Telecommunications company Internet Solutions (IS) has debuted a new service that allows security teams in companies to launch authentic phishing attacks on their colleagues, scaring them stiff and teaching them valuable lessons about cyber security.
Dubbed PhishNet, the service aims to educate staffers about the nature, mechanics and calling cards of a phishing attack while providing the companies with data on their security practices and infrastructure.
No ad to show here.
PhishNet’s debut comes at a time when cyber security is paramount in media and mainstream conversation, following the recent WannaCry and Petya ransomware attacks. WannaCry in particular — which infected more than 250 000 computers in less than a week — is believed to have stemmed from a dodgy email.
How does PhishNet aim to change this? Well, by sending a dodgy email of its own.
PhishNet aims to educate staffers on the nature of phishing attacks while providing companies with information on their security structures
Companies sign up to the service, give IS a mailing list or two (or just your boss’s mailing address if it’s a Monday) and it prepares the phishing mail.
According to Internet Solutions, the mails are laced with tell-tale clues that should out them as suspect to keen observers.

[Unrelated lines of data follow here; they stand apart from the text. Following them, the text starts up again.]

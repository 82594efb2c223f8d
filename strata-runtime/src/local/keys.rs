use crate::envelope::KeyWrapper;
use crate::{Error, Result};
use async_trait::async_trait;
use base64::Engine;
use chacha20poly1305::aead::{Aead, KeyInit, Payload};
use chacha20poly1305::ChaCha20Poly1305;
use rand::rngs::OsRng;
use rand::RngCore;
use std::collections::HashMap;

const NONCE_SIZE: usize = 12;

/// Wraps data keys with locally held 256-bit master keys.
///
/// Wrapped form is `nonce || ChaCha20-Poly1305(master, data_key)` with the
/// key id as associated data.
pub struct LocalKeyWrapper {
    keys: HashMap<String, [u8; 32]>,
}

impl LocalKeyWrapper {
    pub fn new(keys: impl IntoIterator<Item = (String, [u8; 32])>) -> Self {
        Self {
            keys: keys.into_iter().collect(),
        }
    }

    /// Parse `keyId=<base64 32 bytes>,...`
    pub fn from_spec(spec: &str) -> Result<Self> {
        let mut keys = HashMap::new();
        for entry in spec.split(',').map(str::trim).filter(|e| !e.is_empty()) {
            let (key_id, encoded) = entry.split_once('=').ok_or_else(|| {
                Error::encryption_permanent("Malformed master key entry, expected keyId=base64")
            })?;
            let raw = base64::engine::general_purpose::STANDARD
                .decode(encoded.trim())
                .map_err(|e| {
                    Error::encryption_permanent(format!("Master key {} is not base64: {}", key_id, e))
                })?;
            let key: [u8; 32] = raw.try_into().map_err(|_| {
                Error::encryption_permanent(format!("Master key {} must be 32 bytes", key_id))
            })?;
            keys.insert(key_id.trim().to_string(), key);
        }
        if keys.is_empty() {
            return Err(Error::encryption_permanent("No master keys configured"));
        }
        Ok(Self { keys })
    }

    pub fn has_key(&self, key_id: &str) -> bool {
        self.keys.contains_key(key_id)
    }

    fn cipher(&self, key_id: &str) -> Result<ChaCha20Poly1305> {
        let key = self.keys.get(key_id).ok_or_else(|| {
            Error::encryption_permanent(format!("Unknown master key: {}", key_id))
        })?;
        Ok(ChaCha20Poly1305::new(key.into()))
    }
}

#[async_trait]
impl KeyWrapper for LocalKeyWrapper {
    async fn wrap(&self, key_id: &str, data_key: &[u8]) -> Result<Vec<u8>> {
        let cipher = self.cipher(key_id)?;
        let mut nonce = [0u8; NONCE_SIZE];
        OsRng.fill_bytes(&mut nonce);

        let sealed = cipher
            .encrypt(
                (&nonce).into(),
                Payload {
                    msg: data_key,
                    aad: key_id.as_bytes(),
                },
            )
            .map_err(|e| Error::encryption_permanent(format!("Key wrap failed: {}", e)))?;

        let mut out = Vec::with_capacity(NONCE_SIZE + sealed.len());
        out.extend_from_slice(&nonce);
        out.extend_from_slice(&sealed);
        Ok(out)
    }

    async fn unwrap(&self, key_id: &str, wrapped: &[u8]) -> Result<Vec<u8>> {
        let cipher = self.cipher(key_id)?;
        if wrapped.len() <= NONCE_SIZE {
            return Err(Error::Integrity("Wrapped data key is truncated".to_string()));
        }
        let (nonce, sealed) = wrapped.split_at(NONCE_SIZE);

        cipher
            .decrypt(
                nonce.into(),
                Payload {
                    msg: sealed,
                    aad: key_id.as_bytes(),
                },
            )
            .map_err(|_| Error::Integrity(format!("Failed to unwrap data key under {}", key_id)))
    }
}
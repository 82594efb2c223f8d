//! Custom assertions for pipeline invariants and REST responses

use axum::body::Body;
use chrono::Duration;
use http::Response;
use http_body_util::BodyExt;
use serde_json::Value;
use strata_storage::models::backup_status;
use strata_storage::BackupRecordModel;

/// `integrity_verified ⇒ COMPLETED with non-empty checksums`
pub fn assert_verification_gating(records: &[BackupRecordModel]) {
    for record in records {
        if !record.integrity_verified {
            continue;
        }
        assert_eq!(
            record.status,
            backup_status::COMPLETED,
            "Verified backup {} has status {}",
            record.id,
            record.status
        );
        assert!(
            record.checksum_md5.as_deref().map_or(false, |s| !s.is_empty()),
            "Verified backup {} has no MD5",
            record.id
        );
        assert!(
            record
                .checksum_sha256
                .as_deref()
                .map_or(false, |s| !s.is_empty()),
            "Verified backup {} has no SHA-256",
            record.id
        );
    }
}

/// `expires_at == created_at + retention_days`
pub fn assert_retention_invariant(record: &BackupRecordModel, retention_days: i64) {
    assert_eq!(
        record.expires_at,
        record.created_at + Duration::days(retention_days),
        "Backup {} expiry does not match its retention window",
        record.id
    );
}

/// No key in `keys` mentions the backup id
pub fn assert_no_objects_for(keys: &[String], record: &BackupRecordModel) {
    let id = record.id.to_string();
    let leftovers: Vec<_> = keys.iter().filter(|k| k.contains(&id)).collect();
    assert!(
        leftovers.is_empty(),
        "Objects left behind for backup {}: {:?}",
        record.id,
        leftovers
    );
}

/// Response assertion helpers
pub struct ResponseAssertions {
    response: Response<Body>,
}

impl ResponseAssertions {
    pub fn new(response: Response<Body>) -> Self {
        Self { response }
    }

    pub fn status(&self) -> http::StatusCode {
        self.response.status()
    }

    /// Assert the status code equals expected
    pub fn assert_status(self, expected: http::StatusCode) -> Self {
        assert_eq!(
            self.response.status(),
            expected,
            "Expected status {} but got {}",
            expected,
            self.response.status()
        );
        self
    }

    pub fn assert_ok(self) -> Self {
        self.assert_status(http::StatusCode::OK)
    }

    pub fn assert_accepted(self) -> Self {
        self.assert_status(http::StatusCode::ACCEPTED)
    }

    pub fn assert_bad_request(self) -> Self {
        self.assert_status(http::StatusCode::BAD_REQUEST)
    }

    pub fn assert_not_found(self) -> Self {
        self.assert_status(http::StatusCode::NOT_FOUND)
    }

    pub fn assert_conflict(self) -> Self {
        self.assert_status(http::StatusCode::CONFLICT)
    }

    /// Consume the response and parse its body as JSON
    pub async fn into_json(self) -> Value {
        let bytes = self
            .response
            .into_body()
            .collect()
            .await
            .expect("Failed to read body")
            .to_bytes();
        serde_json::from_slice(&bytes).expect("Response body is not JSON")
    }
}

/// Assert a string is a valid UUID
pub fn assert_valid_uuid(s: &str) {
    assert!(uuid::Uuid::parse_str(s).is_ok(), "Invalid UUID: {}", s);
}

#[cfg(test)]
mod tests {
    use super::*;
    use crate::builders::BackupRecordBuilder;

    #[test]
    fn test_gating_accepts_verified_completed() {
        let record = BackupRecordBuilder::new().verified_with(b"dump").build();
        assert_verification_gating(&[record]);
    }

    #[test]
    #[should_panic(expected = "has status")]
    fn test_gating_rejects_verified_failed() {
        let record = BackupRecordBuilder::new()
            .verified_with(b"dump")
            .status(backup_status::FAILED)
            .build();
        assert_verification_gating(&[record]);
    }
}
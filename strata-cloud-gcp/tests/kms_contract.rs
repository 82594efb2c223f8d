//! Cloud KMS contract tests

use base64::engine::general_purpose::STANDARD;
use base64::Engine;
use std::sync::Arc;
use std::time::Duration;
use strata_cloud_gcp::client::ApiClient;
use strata_cloud_gcp::{CloudKmsKeyWrapper, GcpAuth, KmsConfig};
use strata_runtime::KeyWrapper;
use wiremock::matchers::{body_partial_json, header, method, path};
use wiremock::{Mock, MockServer, ResponseTemplate};

const KEY_ID: &str = "backup-master-key";
const RESOURCE: &str = "projects/strata/locations/global/keyRings/backups/cryptoKeys/master";

fn wrapper(server: &MockServer) -> CloudKmsKeyWrapper {
    let config = KmsConfig::parse(&format!("{}={}", KEY_ID, RESOURCE))
        .unwrap()
        .with_endpoint(server.uri());
    let client = ApiClient::new(Arc::new(GcpAuth::from_static_token("test-token")))
        .unwrap()
        .with_retries(3, Duration::from_millis(1));
    CloudKmsKeyWrapper::with_client(client, config)
}

#[tokio::test]
async fn test_wrap_binds_key_id_as_aad() {
    let server = MockServer::start().await;
    Mock::given(method("POST"))
        .and(path(format!("/v1/{}:encrypt", RESOURCE)))
        .and(header("authorization", "Bearer test-token"))
        .and(body_partial_json(serde_json::json!({
            "plaintext": STANDARD.encode([9u8; 32]),
            "additionalAuthenticatedData": STANDARD.encode(KEY_ID),
        })))
        .respond_with(ResponseTemplate::new(200).set_body_json(serde_json::json!({
            "name": RESOURCE,
            "ciphertext": STANDARD.encode(b"wrapped-key"),
        })))
        .expect(1)
        .mount(&server)
        .await;

    let wrapped = wrapper(&server).wrap(KEY_ID, &[9u8; 32]).await.unwrap();
    assert_eq!(wrapped, b"wrapped-key");
}

#[tokio::test]
async fn test_unwrap_decodes_plaintext() {
    let server = MockServer::start().await;
    Mock::given(method("POST"))
        .and(path(format!("/v1/{}:decrypt", RESOURCE)))
        .and(body_partial_json(serde_json::json!({
            "ciphertext": STANDARD.encode(b"wrapped-key"),
        })))
        .respond_with(ResponseTemplate::new(200).set_body_json(serde_json::json!({
            "plaintext": STANDARD.encode([9u8; 32]),
        })))
        .mount(&server)
        .await;

    let data_key = wrapper(&server).unwrap(KEY_ID, b"wrapped-key").await.unwrap();
    assert_eq!(data_key, vec![9u8; 32]);
}

#[tokio::test]
async fn test_unknown_key_id_fails_without_calling_kms() {
    let server = MockServer::start().await;

    let err = wrapper(&server).wrap("retired-key", &[0u8; 32]).await.unwrap_err();
    assert!(!err.is_retryable());
    assert!(err.to_string().contains("retired-key"));
    assert!(server.received_requests().await.unwrap().is_empty());
}

#[tokio::test]
async fn test_permission_denied_is_permanent() {
    let server = MockServer::start().await;
    Mock::given(method("POST"))
        .respond_with(ResponseTemplate::new(403).set_body_string("cloudkms.cryptoKeyVersions.useToEncrypt denied"))
        .expect(1)
        .mount(&server)
        .await;

    let err = wrapper(&server).wrap(KEY_ID, &[0u8; 32]).await.unwrap_err();
    assert!(!err.is_retryable());
}

#[tokio::test]
async fn test_unavailable_kms_is_retryable() {
    let server = MockServer::start().await;
    Mock::given(method("POST"))
        .respond_with(ResponseTemplate::new(503))
        .expect(3)
        .mount(&server)
        .await;

    let err = wrapper(&server).unwrap(KEY_ID, b"wrapped").await.unwrap_err();
    assert!(err.is_retryable());
}
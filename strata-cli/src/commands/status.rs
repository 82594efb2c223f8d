//! Status command

use anyhow::Result;
use chrono::Utc;
use std::sync::Arc;
use strata_runtime::BackupHealth;
use strata_storage::{BackupStore, JobStore, PostgresStorage, RecoveryTestStore};

/// Print one backup record and the recovery tests run against it
pub async fn show_backup(database_url: &str, backup_id: &str) -> Result<()> {
    let storage = PostgresStorage::new(database_url).await?;
    let id = super::parse_id(backup_id)?;

    let record = storage.get_backup_record(id).await?;

    println!("Backup: {}", record.id);
    println!("Type: {}", record.backup_type);
    println!("Database: {}", record.database_name);
    println!("Region: {}", record.region);
    println!("Status: {}", record.status);
    println!("Verified: {}", record.integrity_verified);
    if let Some(key) = &record.encrypted_storage_key {
        println!("Object: {}", key);
    }
    if let Some(key) = &record.replicated_storage_key {
        println!("Replica: {}", key);
    }
    if let Some(size) = record.backup_size_bytes {
        println!("Size: {} bytes", size);
    }
    if let Some(sha256) = &record.checksum_sha256 {
        println!("SHA-256: {}", sha256);
    }
    println!("Created: {}", record.created_at);
    if let Some(completed) = record.completed_at {
        println!("Completed: {}", completed);
    }
    if let Some(verified) = record.verified_at {
        println!("Verified at: {}", verified);
    }
    println!("Expires: {}", record.expires_at);
    if let Some(err) = &record.error_message {
        println!("Error: {}", err);
    }

    let tests = storage.list_recovery_tests_for_backup(id).await?;
    if !tests.is_empty() {
        println!();
        println!("Recovery tests:");
        for test in tests {
            let finished = test
                .test_completed_at
                .map(|t| t.to_string())
                .unwrap_or_else(|| "-".to_string());
            println!("  {}  {:<8}  {}", test.id, test.status, finished);
        }
    }

    Ok(())
}

/// Print job queue depth and the backup health report
pub async fn show_overview(database_url: &str) -> Result<()> {
    let storage = Arc::new(PostgresStorage::new(database_url).await?);

    println!("Jobs:");
    let counts = storage.count_jobs_by_state().await?;
    if counts.is_empty() {
        println!("  (none)");
    }
    for (state, count) in counts {
        println!("  {:<10} {}", state, count);
    }

    let report = BackupHealth::new(storage).evaluate(Utc::now()).await?;
    println!();
    if report.healthy {
        println!("Backup health: healthy");
    } else {
        println!("Backup health: degraded");
        for issue in &report.issues {
            println!("  - {}", issue);
        }
    }

    Ok(())
}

“Despite deliberate spelling errors, an outdated logo and a questionable subject line, a staggering 40% of recipients clicked the phishing link contained in the email,” the company reveals, quoting results from its tests.
The company also provides information on who fell victim to the mock attack, who provided personal and company data to the phishing scam and who’s still running that 10-year-old version of Internet Explorer on their machine.
We’ve reached out to IS for more info on pricing.